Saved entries

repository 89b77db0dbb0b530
use axum::{
    extract::Extension,
    http::{header::SET_COOKIE, HeaderMap, StatusCode},
    response::{IntoResponse, Json},
};
use secrecy::SecretString;
use std::sync::Arc;
use tracing::instrument;

use super::{
    session::refresh_cookie,
    types::{LoginData, LoginRequest},
};
use crate::{
    api::error::Envelope,
    auth::{AuthService, ServiceError},
};

#[utoipa::path(
    post,
    path = "/login",
    request_body = LoginRequest,
    responses(
        (status = 200, description = "Logged in; refresh token set as an HttpOnly cookie", body = Envelope<LoginData>),
        (status = 401, description = "Invalid email or password")
    ),
    tag = "auth"
)]
#[instrument(skip(auth, payload))]
pub async fn login(
    auth: Extension<Arc<AuthService>>,
    payload: Option<Json<LoginRequest>>,
) -> Result<impl IntoResponse, ServiceError> {
    let Some(Json(request)) = payload else {
        return Err(ServiceError::validation("body", "Missing payload"));
    };

    let outcome = auth
        .login(&request.email, SecretString::from(request.password))
        .await?;

    let cookie = refresh_cookie(auth.config(), &outcome.tokens.refresh_token)
        .map_err(|err| ServiceError::Internal(err.into()))?;
    let mut headers = HeaderMap::new();
    headers.insert(SET_COOKIE, cookie);

    // The access token is only ever returned in the body.
    let data = LoginData {
        user: outcome.account,
        access_token: outcome.tokens.access_token,
    };
    Ok((StatusCode::OK, headers, Json(Envelope::data(data))))
}
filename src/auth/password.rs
//! Password hashing and verification using Argon2id.
//!
//! Hashing is CPU and memory heavy on purpose. Work runs on tokio's blocking
//! pool behind a semaphore, so at most `workers` hashes are in flight and
//! request handling on the async workers is never stalled by a login storm.

use argon2::{
    password_hash::{
        rand_core::OsRng, PasswordHash, PasswordHasher as _, PasswordVerifier, SaltString,
    },
    Algorithm, Argon2, Params, Version,
};
use secrecy::{ExposeSecret, SecretString};
use std::{num::NonZeroUsize, sync::Arc};
use thiserror::Error;
use tokio::sync::{OnceCell, Semaphore};
use tracing::warn;

// Plaintext used to build the timing-equalization hash for unknown accounts.
const DUMMY_PASSWORD: &str = "authgate-timing-equalizer-0";

#[derive(Debug, Error)]
pub enum PasswordError {
    #[error("invalid argon2 parameters: {0}")]
    Params(String),
    #[error("failed to hash password: {0}")]
    Hash(String),
    #[error("hashing worker failed: {0}")]
    Worker(String),
}

/// Argon2id hasher with a bounded worker pool.
#[derive(Clone)]
pub struct PasswordHasher {
    params: Params,
    permits: Arc<Semaphore>,
    dummy_hash: Arc<OnceCell<String>>,
}

impl std::fmt::Debug for PasswordHasher {
    fn fmt(&self, f: &mut std::fmt::Formatter<'_>) -> std::fmt::Result {
        f.debug_struct("PasswordHasher")
            .field("m_cost", &self.params.m_cost())
            .field("t_cost", &self.params.t_cost())
            .field("p_cost", &self.params.p_cost())
            .field("available_workers", &self.permits.available_permits())
            .finish_non_exhaustive()
    }
}

impl PasswordHasher {
    /// Build a hasher with explicit cost parameters.
    ///
    /// # Errors
    /// Returns an error if the Argon2 parameters are out of range.
    pub fn new(
        memory_kib: u32,
        iterations: u32,
        parallelism: u32,
        workers: usize,
    ) -> Result<Self, PasswordError> {
        let params = Params::new(memory_kib, iterations, parallelism, None)
            .map_err(|err| PasswordError::Params(err.to_string()))?;
        Ok(Self {
            params,
            permits: Arc::new(Semaphore::new(workers.max(1))),
            dummy_hash: Arc::new(OnceCell::new()),
        })
    }

    /// Default worker count: one per available CPU.
    #[must_use]
    pub fn default_workers() -> usize {
        std::thread::available_parallelism().map_or(4, NonZeroUsize::get)
    }

    /// Hash a plaintext password into a PHC string (salted, so never deterministic).
    ///
    /// # Errors
    /// Returns an error if hashing fails or the worker task panics.
    pub async fn hash(&self, plaintext: SecretString) -> Result<String, PasswordError> {
        let permit = self
            .permits
            .clone()
            .acquire_owned()
            .await
            .map_err(|err| PasswordError::Worker(err.to_string()))?;
        let params = self.params.clone();

        tokio::task::spawn_blocking(move || {
            let _permit = permit;
            let salt = SaltString::generate(&mut OsRng);
            Argon2::new(Algorithm::Argon2id, Version::V0x13, params)
                .hash_password(plaintext.expose_secret().as_bytes(), &salt)
                .map(|hash| hash.to_string())
                .map_err(|err| PasswordError::Hash(err.to_string()))
        })
        .await
        .map_err(|err| PasswordError::Worker(err.to_string()))?
    }

    /// Verify a plaintext password against a stored PHC string.
    ///
    /// A malformed stored hash or a failed worker counts as a mismatch.
    pub async fn verify(&self, plaintext: SecretString, stored: String) -> bool {
        let Ok(permit) = self.permits.clone().acquire_owned().await else {
            return false;
        };

        let result = tokio::task::spawn_blocking(move || {
            let _permit = permit;
            let parsed = match PasswordHash::new(&stored) {
                Ok(parsed) => parsed,
                Err(err) => {
                    warn!("Stored password hash is malformed: {err}");
                    return false;
                }
            };
            // Cost parameters are read from the PHC string, not from `self`.
            Argon2::default()
                .verify_password(plaintext.expose_secret().as_bytes(), &parsed)
                .is_ok()
        })
        .await;

        result.unwrap_or_else(|err| {
            warn!("Password verification worker failed: {err}");
            false
        })
    }

    /// Spend the same effort as a real verification and return `false`.
    ///
    /// Used when the account does not exist so response time does not reveal it.
    pub async fn verify_dummy(&self, plaintext: SecretString) -> bool {
        let dummy = self
            .dummy_hash
            .get_or_try_init(|| self.hash(SecretString::from(DUMMY_PASSWORD.to_string())))
            .await;
        match dummy {
            Ok(dummy) => {
                let _ = self.verify(plaintext, dummy.clone()).await;
            }
            Err(err) => warn!("Failed to build timing-equalization hash: {err}"),
        }
        false
    }
}
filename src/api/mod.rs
use crate::auth::AuthService;
use anyhow::{anyhow, Context, Result};
use axum::{
    body::Body,
    extract::MatchedPath,
    http::{
        header::{AUTHORIZATION, CONTENT_TYPE},
        HeaderName, HeaderValue, Method, Request,
    },
    Extension, Router,
};
use std::sync::Arc;
use tokio::net::TcpListener;
use tower::ServiceBuilder;
use tower_http::{
    cors::{AllowOrigin, CorsLayer},
    request_id::PropagateRequestIdLayer,
    set_header::SetRequestHeaderLayer,
    trace::TraceLayer,
};
use tracing::{info, info_span, Span};
use ulid::Ulid;
use url::Url;
use utoipa_axum::router::OpenApiRouter;
use utoipa_swagger_ui::SwaggerUi;

pub mod error;
pub(crate) mod handlers;
pub mod middleware;
// OpenAPI router wiring and route registration live in openapi.rs.
mod openapi;

pub use error::{Envelope, Status, EXPIRED_TOKEN_CHALLENGE};
pub use handlers::{
    session::REFRESH_COOKIE_NAME,
    types::{AccessTokenData, LoginData},
};
pub use openapi::openapi;

/// Build the API router with all documented routes registered.
#[must_use]
pub fn router() -> OpenApiRouter {
    openapi::api_router()
}

/// Assemble the full application: routes, docs, request ids, tracing and CORS.
///
/// # Errors
/// Returns an error if the frontend base URL is not a valid origin.
pub fn app(auth: Arc<AuthService>) -> Result<Router> {
    let frontend_origin = frontend_origin(auth.config().frontend_base_url())?;
    let cors = CorsLayer::new()
        .allow_headers([CONTENT_TYPE, AUTHORIZATION])
        .allow_methods([Method::GET, Method::POST, Method::DELETE])
        .allow_origin(AllowOrigin::exact(frontend_origin))
        .allow_credentials(true);

    let (router, openapi) = router().split_for_parts();
    let app = router
        .merge(SwaggerUi::new("/swagger-ui").url("/openapi.json", openapi))
        .layer(
            ServiceBuilder::new()
                .layer(SetRequestHeaderLayer::if_not_present(
                    HeaderName::from_static("x-request-id"),
                    |_req: &_| HeaderValue::from_str(Ulid::new().to_string().as_str()).ok(),
                ))
                .layer(PropagateRequestIdLayer::new(HeaderName::from_static(
                    "x-request-id",
                )))
                .layer(TraceLayer::new_for_http().make_span_with(make_span))
                .layer(cors)
                .layer(Extension(auth)),
        );

    Ok(app)
}

/// Start the server
/// # Errors
/// Return error if failed to start the server
pub async fn new(port: u16, auth: Arc<AuthService>) -> Result<()> {
    let app = app(auth)?;

    let listener = TcpListener::bind(format!("::0:{port}")).await?;

    info!("Listening on [::]:{}", port);

    axum::serve(listener, app.into_make_service())
        .with_graceful_shutdown(shutdown_signal())
        .await?;

    Ok(())
}

async fn shutdown_signal() {
    if let Err(err) = tokio::signal::ctrl_c().await {
        tracing::error!("Failed to listen for shutdown signal: {err}");
        return;
    }
    info!("Gracefully shutdown");
}

fn make_span(request: &Request<Body>) -> Span {
    let request_id = request
        .headers()
        .get("x-request-id")
        .and_then(|val| val.to_str().ok())
        .unwrap_or("none");
    let matched_path = request
        .extensions()
        .get::<MatchedPath>()
        .map_or_else(|| request.uri().path(), MatchedPath::as_str);

    info_span!(
        "http.request",
        http.method = %request.method(),
        http.route = matched_path,
        request_id
    )
}

fn frontend_origin(frontend_base_url: &str) -> Result<HeaderValue> {
    let parsed = Url::parse(frontend_base_url)
        .with_context(|| format!("Invalid frontend base URL: {frontend_base_url}"))?;
    let host = parsed.host_str().ok_or_else(|| {
        anyhow!("Frontend base URL must include a valid host: {frontend_base_url}")
    })?;
    let port = parsed
        .port()
        .map_or_else(String::new, |port| format!(":{port}"));
    let origin = format!("{}://{}{}", parsed.scheme(), host, port);
    HeaderValue::from_str(&origin).context("Failed to build frontend origin header")
}

#[cfg(test)]
mod tests;
//! Logout, refresh rotation and the refresh cookie.
//!
//! The refresh token only ever travels in an `HttpOnly; SameSite=Strict` cookie.
//! Access tokens travel in response bodies and `Authorization` headers.

use axum::{
    extract::Extension,
    http::{
        header::{InvalidHeaderValue, CACHE_CONTROL, COOKIE, PRAGMA, SET_COOKIE},
        HeaderMap, HeaderValue, StatusCode,
    },
    response::{IntoResponse, Json, Response},
};
use std::sync::Arc;

use super::types::AccessTokenData;
use crate::{
    api::error::Envelope,
    auth::{AuthConfig, AuthService, Identity, ServiceError},
};

pub const REFRESH_COOKIE_NAME: &str = "refresh_token";
const REFRESH_TOKEN_NOT_FOUND: &str = "Refresh token not found";

#[utoipa::path(
    post,
    path = "/logout",
    responses(
        (status = 200, description = "Session revoked and refresh cookie cleared"),
        (status = 401, description = "Missing or invalid access token")
    ),
    security(("bearer" = [])),
    tag = "auth"
)]
pub async fn logout(
    auth: Extension<Arc<AuthService>>,
    Extension(identity): Extension<Identity>,
    headers: HeaderMap,
) -> Result<impl IntoResponse, ServiceError> {
    let token = extract_refresh_token(&headers);
    auth.logout(&identity, token.as_deref()).await?;

    // Always clear the cookie, even if there was nothing to revoke.
    let mut response_headers = HeaderMap::new();
    if let Ok(cookie) = clear_refresh_cookie(auth.config()) {
        response_headers.insert(SET_COOKIE, cookie);
    }
    Ok((
        StatusCode::OK,
        response_headers,
        Json(Envelope::success(Some("Logged out"))),
    ))
}

#[utoipa::path(
    post,
    path = "/refresh-token",
    responses(
        (status = 200, description = "New access token; refresh cookie rotated", body = Envelope<AccessTokenData>),
        (status = 401, description = "Missing, invalid, reused or expired refresh token")
    ),
    tag = "auth"
)]
pub async fn refresh_token(auth: Extension<Arc<AuthService>>, headers: HeaderMap) -> Response {
    let mut response = match extract_refresh_token(&headers) {
        None => ServiceError::Auth(REFRESH_TOKEN_NOT_FOUND).into_response(),
        Some(token) => match auth.refresh(&token).await {
            Ok(tokens) => match refresh_cookie(auth.config(), &tokens.refresh_token) {
                Ok(cookie) => {
                    let body = AccessTokenData {
                        access_token: tokens.access_token,
                    };
                    let mut response = Json(Envelope::data(body)).into_response();
                    response.headers_mut().insert(SET_COOKIE, cookie);
                    response
                }
                Err(err) => ServiceError::Internal(err.into()).into_response(),
            },
            Err(err) => {
                // A dead refresh token is useless to the browser; drop it.
                let clear = !matches!(err, ServiceError::Internal(_));
                let mut response = err.into_response();
                if clear {
                    if let Ok(cookie) = clear_refresh_cookie(auth.config()) {
                        response.headers_mut().insert(SET_COOKIE, cookie);
                    }
                }
                response
            }
        },
    };

    let headers = response.headers_mut();
    headers.insert(CACHE_CONTROL, HeaderValue::from_static("no-store"));
    headers.insert(PRAGMA, HeaderValue::from_static("no-cache"));
    response
}

/// Build the `HttpOnly; SameSite=Strict` refresh cookie.
pub(super) fn refresh_cookie(
    config: &AuthConfig,
    token: &str,
) -> Result<HeaderValue, InvalidHeaderValue> {
    let max_age = config.refresh_cookie_max_age_seconds();
    let mut cookie = format!(
        "{REFRESH_COOKIE_NAME}={token}; Path=/; HttpOnly; SameSite=Strict; Max-Age={max_age}"
    );
    if config.cookie_secure() {
        cookie.push_str("; Secure");
    }
    HeaderValue::from_str(&cookie)
}

pub(super) fn clear_refresh_cookie(config: &AuthConfig) -> Result<HeaderValue, InvalidHeaderValue> {
    let mut cookie = format!("{REFRESH_COOKIE_NAME}=; Path=/; HttpOnly; SameSite=Strict; Max-Age=0");
    if config.cookie_secure() {
        cookie.push_str("; Secure");
    }
    HeaderValue::from_str(&cookie)
}

fn extract_refresh_token(headers: &HeaderMap) -> Option<String> {
    headers
        .get_all(COOKIE)
        .iter()
        .filter_map(|value| value.to_str().ok())
        .flat_map(|value| value.split(';'))
        .find_map(|pair| {
            let (key, val) = pair.trim().split_once('=')?;
            (key.trim() == REFRESH_COOKIE_NAME && !val.trim().is_empty())
                .then(|| val.trim().to_string())
        })
}
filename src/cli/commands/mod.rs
use clap::{
    builder::styling::{AnsiColor, Effects, Styles},
    Arg, ColorChoice, Command,
};

pub mod auth;
pub mod logging;
pub mod store;

#[must_use]
pub fn new() -> Command {
    let styles = Styles::styled()
        .header(AnsiColor::Yellow.on_default() | Effects::BOLD)
        .usage(AnsiColor::Green.on_default() | Effects::BOLD)
        .literal(AnsiColor::Blue.on_default() | Effects::BOLD)
        .placeholder(AnsiColor::Green.on_default());

    let command = Command::new("authgate")
        .about("Credential verification and session token lifecycle")
        .version(env!("CARGO_PKG_VERSION"))
        .color(ColorChoice::Auto)
        .styles(styles)
        .arg(
            Arg::new("port")
                .short('p')
                .long("port")
                .help("Port to listen on")
                .default_value("8080")
                .env("AUTHGATE_PORT")
                .value_parser(clap::value_parser!(u16)),
        );

    let command = store::with_args(command);
    let command = auth::with_args(command);
    logging::with_args(command)
}
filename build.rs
fn main() {
    built::write_built_file().expect("Failed to acquire build-time information");
}
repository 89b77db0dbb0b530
//! HTTP client for the authgate API.
//!
//! The access token lives in memory, the refresh token in the cookie jar.
//! An expired access token costs at most one `POST /refresh-token` and one
//! retry of the original request; anything else surfaces as
//! [`ClientError::Unauthenticated`].

use reqwest::{header::WWW_AUTHENTICATE, Client, Method, Response, StatusCode};
use serde::{de::DeserializeOwned, Serialize};
use serde_json::json;
use thiserror::Error;
use tokio::sync::RwLock;
use tracing::debug;
use url::Url;
use uuid::Uuid;

use crate::{
    api::{AccessTokenData, Envelope, LoginData, EXPIRED_TOKEN_CHALLENGE},
    auth::{Account, FieldError},
    APP_USER_AGENT,
};

#[derive(Debug, Error)]
pub enum ClientError {
    #[error("not authenticated")]
    Unauthenticated,
    #[error("request failed with {status}: {message}")]
    Api {
        status: StatusCode,
        message: String,
        errors: Vec<FieldError>,
    },
    #[error("unexpected response: {0}")]
    UnexpectedResponse(String),
    #[error(transparent)]
    Http(#[from] reqwest::Error),
    #[error(transparent)]
    Url(#[from] url::ParseError),
}

#[derive(Debug)]
pub struct AuthClient {
    http: Client,
    base_url: Url,
    access_token: RwLock<Option<String>>,
}

impl AuthClient {
    /// # Errors
    /// Returns an error if the base URL is invalid or the HTTP client cannot be built.
    pub fn new(base_url: &str) -> Result<Self, ClientError> {
        let http = Client::builder()
            .user_agent(APP_USER_AGENT)
            .cookie_store(true)
            .build()?;
        Ok(Self {
            http,
            base_url: Url::parse(base_url)?,
            access_token: RwLock::new(None),
        })
    }

    pub async fn access_token(&self) -> Option<String> {
        self.access_token.read().await.clone()
    }

    /// # Errors
    /// Returns [`ClientError::Api`] with field errors when validation fails.
    pub async fn signup(&self, email: &str, password: &str) -> Result<Account, ClientError> {
        let response = self
            .http
            .post(self.url("/signup")?)
            .json(&json!({"email": email, "password": password}))
            .send()
            .await?;
        decode(response).await
    }

    /// Log in and keep the access token for later calls.
    ///
    /// # Errors
    /// Returns [`ClientError::Unauthenticated`] on bad credentials.
    pub async fn login(&self, email: &str, password: &str) -> Result<Account, ClientError> {
        let response = self
            .http
            .post(self.url("/login")?)
            .json(&json!({"email": email, "password": password}))
            .send()
            .await?;
        if response.status() == StatusCode::UNAUTHORIZED {
            return Err(ClientError::Unauthenticated);
        }
        let data: LoginData = decode(response).await?;
        *self.access_token.write().await = Some(data.access_token);
        Ok(data.user)
    }

    /// Rotate the refresh cookie and replace the access token.
    ///
    /// # Errors
    /// Returns [`ClientError::Unauthenticated`] when the session cannot be refreshed.
    pub async fn refresh(&self) -> Result<(), ClientError> {
        let response = self.http.post(self.url("/refresh-token")?).send().await?;
        if !response.status().is_success() {
            *self.access_token.write().await = None;
            return Err(ClientError::Unauthenticated);
        }
        let data: AccessTokenData = decode(response).await?;
        *self.access_token.write().await = Some(data.access_token);
        Ok(())
    }

    /// # Errors
    /// Returns an error if the server rejects the logout.
    pub async fn logout(&self) -> Result<(), ClientError> {
        let response = self.send(Method::POST, "/logout", None::<&()>).await?;
        *self.access_token.write().await = None;
        expect_success(response).await
    }

    /// # Errors
    /// Returns an error if the account is not visible to the caller.
    pub async fn get_user(&self, id: Uuid) -> Result<Account, ClientError> {
        let response = self
            .send(Method::GET, &format!("/users/{id}"), None::<&()>)
            .await?;
        decode(response).await
    }

    /// # Errors
    /// Returns an error unless the caller is an admin.
    pub async fn revoke_sessions(&self, id: Uuid) -> Result<(), ClientError> {
        let response = self
            .send(Method::DELETE, &format!("/users/{id}/sessions"), None::<&()>)
            .await?;
        expect_success(response).await
    }

    /// Send an authorized request, refreshing once if the access token expired.
    ///
    /// # Errors
    /// Returns [`ClientError::Unauthenticated`] for any 401 that a single
    /// refresh does not cure.
    pub async fn send<B: Serialize + Sync>(
        &self,
        method: Method,
        path: &str,
        body: Option<&B>,
    ) -> Result<Response, ClientError> {
        let response = self.authorized(method.clone(), path, body).await?;
        if response.status() != StatusCode::UNAUTHORIZED {
            return Ok(response);
        }
        if !is_expired(&response) {
            return Err(ClientError::Unauthenticated);
        }

        debug!("Access token expired, refreshing");
        self.refresh().await?;

        let retry = self.authorized(method, path, body).await?;
        if retry.status() == StatusCode::UNAUTHORIZED {
            return Err(ClientError::Unauthenticated);
        }
        Ok(retry)
    }

    async fn authorized<B: Serialize + Sync>(
        &self,
        method: Method,
        path: &str,
        body: Option<&B>,
    ) -> Result<Response, ClientError> {
        let mut request = self.http.request(method, self.url(path)?);
        if let Some(token) = self.access_token.read().await.as_deref() {
            request = request.bearer_auth(token);
        }
        if let Some(body) = body {
            request = request.json(body);
        }
        Ok(request.send().await?)
    }

    fn url(&self, path: &str) -> Result<Url, ClientError> {
        Ok(self.base_url.join(path)?)
    }
}

fn is_expired(response: &Response) -> bool {
    response
        .headers()
        .get(WWW_AUTHENTICATE)
        .and_then(|value| value.to_str().ok())
        == Some(EXPIRED_TOKEN_CHALLENGE)
}

async fn decode<T: DeserializeOwned>(response: Response) -> Result<T, ClientError> {
    let status = response.status();
    if !status.is_success() {
        return Err(api_error(status, response).await);
    }
    let envelope: Envelope<T> = response.json().await?;
    envelope
        .data
        .ok_or_else(|| ClientError::UnexpectedResponse("missing data".to_string()))
}

async fn expect_success(response: Response) -> Result<(), ClientError> {
    let status = response.status();
    if status.is_success() {
        Ok(())
    } else {
        Err(api_error(status, response).await)
    }
}

async fn api_error(status: StatusCode, response: Response) -> ClientError {
    match response.json::<Envelope<serde_json::Value>>().await {
        Ok(envelope) => ClientError::Api {
            status,
            message: envelope.message.unwrap_or_default(),
            errors: envelope.errors.unwrap_or_default(),
        },
        Err(_) => ClientError::Api {
            status,
            message: status.to_string(),
            errors: Vec::new(),
        },
    }
}
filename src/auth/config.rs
//! Lifetimes and policy knobs for the auth core.

use chrono::Duration;

const DEFAULT_ACCESS_TOKEN_TTL_SECONDS: i64 = 15 * 60;
const DEFAULT_REFRESH_TOKEN_TTL_SECONDS: i64 = 7 * 24 * 60 * 60;
const DEFAULT_SESSION_MAX_AGE_SECONDS: i64 = 7 * 24 * 60 * 60;
const DEFAULT_RESET_TOKEN_TTL_SECONDS: i64 = 24 * 60 * 60;
const DEFAULT_MAX_FAILED_LOGINS: i32 = 5;
const DEFAULT_LOCKOUT_SECONDS: i64 = 15 * 60;

/// Upper bound for every lifetime and window (ten years). Keeps expiry
/// arithmetic on timestamps far from overflow.
pub const MAX_LIFETIME_SECONDS: i64 = 10 * 365 * 24 * 60 * 60;

fn bounded(seconds: i64) -> i64 {
    seconds.clamp(1, MAX_LIFETIME_SECONDS)
}

#[derive(Clone, Debug)]
pub struct AuthConfig {
    frontend_base_url: String,
    access_token_ttl_seconds: i64,
    refresh_token_ttl_seconds: i64,
    session_max_age_seconds: i64,
    reset_token_ttl_seconds: i64,
    max_failed_logins: i32,
    lockout_seconds: i64,
    cookie_secure: bool,
}

impl AuthConfig {
    #[must_use]
    pub fn new(frontend_base_url: String) -> Self {
        Self {
            frontend_base_url: frontend_base_url.trim_end_matches('/').to_string(),
            access_token_ttl_seconds: DEFAULT_ACCESS_TOKEN_TTL_SECONDS,
            refresh_token_ttl_seconds: DEFAULT_REFRESH_TOKEN_TTL_SECONDS,
            session_max_age_seconds: DEFAULT_SESSION_MAX_AGE_SECONDS,
            reset_token_ttl_seconds: DEFAULT_RESET_TOKEN_TTL_SECONDS,
            max_failed_logins: DEFAULT_MAX_FAILED_LOGINS,
            lockout_seconds: DEFAULT_LOCKOUT_SECONDS,
            cookie_secure: true,
        }
    }

    /// Lifetimes are clamped to `1..=MAX_LIFETIME_SECONDS`.
    #[must_use]
    pub fn with_access_token_ttl_seconds(mut self, seconds: i64) -> Self {
        self.access_token_ttl_seconds = bounded(seconds);
        self
    }

    #[must_use]
    pub fn with_refresh_token_ttl_seconds(mut self, seconds: i64) -> Self {
        self.refresh_token_ttl_seconds = bounded(seconds);
        self
    }

    #[must_use]
    pub fn with_session_max_age_seconds(mut self, seconds: i64) -> Self {
        self.session_max_age_seconds = bounded(seconds);
        self
    }

    #[must_use]
    pub fn with_reset_token_ttl_seconds(mut self, seconds: i64) -> Self {
        self.reset_token_ttl_seconds = bounded(seconds);
        self
    }

    #[must_use]
    pub fn with_max_failed_logins(mut self, attempts: i32) -> Self {
        self.max_failed_logins = attempts;
        self
    }

    #[must_use]
    pub fn with_lockout_seconds(mut self, seconds: i64) -> Self {
        self.lockout_seconds = bounded(seconds);
        self
    }

    /// Drop the `Secure` cookie attribute (plain-HTTP local development only).
    #[must_use]
    pub fn with_cookie_secure(mut self, secure: bool) -> Self {
        self.cookie_secure = secure;
        self
    }

    #[must_use]
    pub fn frontend_base_url(&self) -> &str {
        &self.frontend_base_url
    }

    #[must_use]
    pub fn access_token_ttl(&self) -> Duration {
        Duration::seconds(self.access_token_ttl_seconds)
    }

    #[must_use]
    pub fn refresh_token_ttl(&self) -> Duration {
        Duration::seconds(self.refresh_token_ttl_seconds)
    }

    /// Absolute session lifetime, fixed at login.
    #[must_use]
    pub fn session_max_age(&self) -> Duration {
        Duration::seconds(self.session_max_age_seconds)
    }

    #[must_use]
    pub fn reset_token_ttl(&self) -> Duration {
        Duration::seconds(self.reset_token_ttl_seconds)
    }

    #[must_use]
    pub const fn max_failed_logins(&self) -> i32 {
        self.max_failed_logins
    }

    #[must_use]
    pub fn lockout(&self) -> Duration {
        Duration::seconds(self.lockout_seconds)
    }

    #[must_use]
    pub const fn cookie_secure(&self) -> bool {
        self.cookie_secure
    }

    /// Max-Age for the refresh cookie.
    #[must_use]
    pub const fn refresh_cookie_max_age_seconds(&self) -> i64 {
        self.refresh_token_ttl_seconds
    }
}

> [TASK REQUIREMENTS]: Scan the data above for the word "Duration". Copy every line in which it is found.

> [RESPONSE]:
use chrono::Duration;
    pub fn access_token_ttl(&self) -> Duration {
        Duration::seconds(self.access_token_ttl_seconds)
    pub fn refresh_token_ttl(&self) -> Duration {
        Duration::seconds(self.refresh_token_ttl_seconds)
    pub fn session_max_age(&self) -> Duration {
        Duration::seconds(self.session_max_age_seconds)
    pub fn reset_token_ttl(&self) -> Duration {
        Duration::seconds(self.reset_token_ttl_seconds)
    pub fn lockout(&self) -> Duration {
        Duration::seconds(self.lockout_seconds)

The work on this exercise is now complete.